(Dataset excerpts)

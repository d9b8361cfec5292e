//! Configuration types for downtube-client

use crate::error::{Error, Result};
use serde::{Deserialize, Serialize};
use std::time::Duration;

/// How status updates are delivered
#[derive(Clone, Copy, Debug, Default, PartialEq, Eq, Serialize, Deserialize)]
#[serde(rename_all = "lowercase")]
pub enum StreamTransport {
    /// Server-sent events on the status endpoint (default)
    #[default]
    Sse,
    /// Periodic GET of the JSON status endpoint
    Polling,
}

/// What a subscription-level failure does to the observed status
#[derive(Clone, Copy, Debug, Default, PartialEq, Eq, Serialize, Deserialize)]
#[serde(rename_all = "snake_case")]
pub enum StreamErrorPolicy {
    /// Close the subscription and leave the status at its last known value (default)
    ///
    /// Only backend-asserted terminal states are shown to the user; a consumer
    /// may keep showing "checking status" if the stream dies early.
    #[default]
    KeepLastKnown,
    /// Close the subscription and force a non-terminal status to `error`
    FailFast,
}

/// Status stream configuration
#[derive(Clone, Debug, Serialize, Deserialize)]
pub struct StreamConfig {
    /// Transport used to follow a job (default: sse)
    #[serde(default)]
    pub transport: StreamTransport,

    /// Interval between polls when `transport` is `polling` (default: 1000 ms)
    ///
    /// Matches the rate at which the backend emits server-sent events.
    #[serde(default = "default_poll_interval", with = "millis_serde")]
    pub poll_interval: Duration,

    /// Path of the JSON status endpoint used for polling, relative to the base URL
    ///
    /// Defaults to `/status`, the backend's JSON status document. The
    /// `{api_prefix}/status` route is the event stream and cannot be polled.
    #[serde(default)]
    pub json_status_path: Option<String>,

    /// Behaviour on a transport error before a terminal status (default: keep_last_known)
    #[serde(default)]
    pub on_error: StreamErrorPolicy,
}

impl Default for StreamConfig {
    fn default() -> Self {
        Self {
            transport: StreamTransport::default(),
            poll_interval: default_poll_interval(),
            json_status_path: None,
            on_error: StreamErrorPolicy::default(),
        }
    }
}

/// Main configuration for DowntubeClient
#[derive(Clone, Debug, Serialize, Deserialize)]
pub struct ClientConfig {
    /// Base URL of the backend (default: "http://localhost:8000")
    #[serde(default = "default_base_url")]
    pub base_url: String,

    /// Path prefix of every API route (default: "/api")
    #[serde(default = "default_api_prefix")]
    pub api_prefix: String,

    /// Timeout for submission, version and polling requests (default: 30 seconds)
    #[serde(default = "default_request_timeout", with = "duration_serde")]
    pub request_timeout: Duration,

    /// Timeout for establishing a connection (default: 10 seconds)
    #[serde(default = "default_connect_timeout", with = "duration_serde")]
    pub connect_timeout: Duration,

    /// User-Agent header sent with every request
    #[serde(default = "default_user_agent")]
    pub user_agent: String,

    /// Status stream settings
    #[serde(default)]
    pub stream: StreamConfig,
}

impl Default for ClientConfig {
    fn default() -> Self {
        Self {
            base_url: default_base_url(),
            api_prefix: default_api_prefix(),
            request_timeout: default_request_timeout(),
            connect_timeout: default_connect_timeout(),
            user_agent: default_user_agent(),
            stream: StreamConfig::default(),
        }
    }
}

impl ClientConfig {
    /// Configuration pointing at `base_url` with all other settings defaulted
    pub fn with_base_url(base_url: impl Into<String>) -> Self {
        Self {
            base_url: base_url.into(),
            ..Default::default()
        }
    }

    /// Check the configuration for values the client cannot work with
    pub fn validate(&self) -> Result<()> {
        let base = url::Url::parse(&self.base_url)
            .map_err(|e| Error::config("base_url", format!("invalid base URL: {e}")))?;
        if base.cannot_be_a_base() {
            return Err(Error::config("base_url", "base URL cannot carry paths"));
        }

        if !self.api_prefix.is_empty() && !self.api_prefix.starts_with('/') {
            return Err(Error::config(
                "api_prefix",
                format!("API prefix must start with '/': {:?}", self.api_prefix),
            ));
        }

        if let Some(path) = &self.stream.json_status_path
            && !path.starts_with('/')
        {
            return Err(Error::config(
                "stream.json_status_path",
                format!("status path must start with '/': {path:?}"),
            ));
        }

        if self.stream.poll_interval.is_zero() {
            return Err(Error::config(
                "stream.poll_interval",
                "poll interval must be greater than zero",
            ));
        }

        Ok(())
    }
}

fn default_base_url() -> String {
    "http://localhost:8000".to_string()
}

fn default_api_prefix() -> String {
    "/api".to_string()
}

fn default_request_timeout() -> Duration {
    Duration::from_secs(30)
}

fn default_connect_timeout() -> Duration {
    Duration::from_secs(10)
}

fn default_poll_interval() -> Duration {
    Duration::from_millis(1000)
}

fn default_user_agent() -> String {
    format!("downtube-client/{}", env!("CARGO_PKG_VERSION"))
}

// Duration serialization helper (whole seconds)
mod duration_serde {
    use serde::{Deserialize, Deserializer, Serializer};
    use std::time::Duration;

    pub fn serialize<S>(duration: &Duration, serializer: S) -> Result<S::Ok, S::Error>
    where
        S: Serializer,
    {
        serializer.serialize_u64(duration.as_secs())
    }

    pub fn deserialize<'de, D>(deserializer: D) -> Result<Duration, D::Error>
    where
        D: Deserializer<'de>,
    {
        let secs = u64::deserialize(deserializer)?;
        Ok(Duration::from_secs(secs))
    }
}

// Duration serialization helper (milliseconds)
mod millis_serde {
    use serde::{Deserialize, Deserializer, Serializer};
    use std::time::Duration;

    pub fn serialize<S>(duration: &Duration, serializer: S) -> Result<S::Ok, S::Error>
    where
        S: Serializer,
    {
        serializer.serialize_u64(duration.as_millis() as u64)
    }

    pub fn deserialize<'de, D>(deserializer: D) -> Result<Duration, D::Error>
    where
        D: Deserializer<'de>,
    {
        let millis = u64::deserialize(deserializer)?;
        Ok(Duration::from_millis(millis))
    }
}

(Aim of the task): Return exactly the lines above from the line that has "pub fn with_base_url(base_url: impl" through the line that has "let secs = u64::deserialize(deserializer)?;", inclusive, and nothing else.

(Reply):
    pub fn with_base_url(base_url: impl Into<String>) -> Self {
        Self {
            base_url: base_url.into(),
            ..Default::default()
        }
    }

    /// Check the configuration for values the client cannot work with
    pub fn validate(&self) -> Result<()> {
        let base = url::Url::parse(&self.base_url)
            .map_err(|e| Error::config("base_url", format!("invalid base URL: {e}")))?;
        if base.cannot_be_a_base() {
            return Err(Error::config("base_url", "base URL cannot carry paths"));
        }

        if !self.api_prefix.is_empty() && !self.api_prefix.starts_with('/') {
            return Err(Error::config(
                "api_prefix",
                format!("API prefix must start with '/': {:?}", self.api_prefix),
            ));
        }

        if let Some(path) = &self.stream.json_status_path
            && !path.starts_with('/')
        {
            return Err(Error::config(
                "stream.json_status_path",
                format!("status path must start with '/': {path:?}"),
            ));
        }

        if self.stream.poll_interval.is_zero() {
            return Err(Error::config(
                "stream.poll_interval",
                "poll interval must be greater than zero",
            ));
        }

        Ok(())
    }
}

fn default_base_url() -> String {
    "http://localhost:8000".to_string()
}

fn default_api_prefix() -> String {
    "/api".to_string()
}

fn default_request_timeout() -> Duration {
    Duration::from_secs(30)
}

fn default_connect_timeout() -> Duration {
    Duration::from_secs(10)
}

fn default_poll_interval() -> Duration {
    Duration::from_millis(1000)
}

fn default_user_agent() -> String {
    format!("downtube-client/{}", env!("CARGO_PKG_VERSION"))
}

// Duration serialization helper (whole seconds)
mod duration_serde {
    use serde::{Deserialize, Deserializer, Serializer};
    use std::time::Duration;

    pub fn serialize<S>(duration: &Duration, serializer: S) -> Result<S::Ok, S::Error>
    where
        S: Serializer,
    {
        serializer.serialize_u64(duration.as_secs())
    }

    pub fn deserialize<'de, D>(deserializer: D) -> Result<Duration, D::Error>
    where
        D: Deserializer<'de>,
    {
        let secs = u64::deserialize(deserializer)?;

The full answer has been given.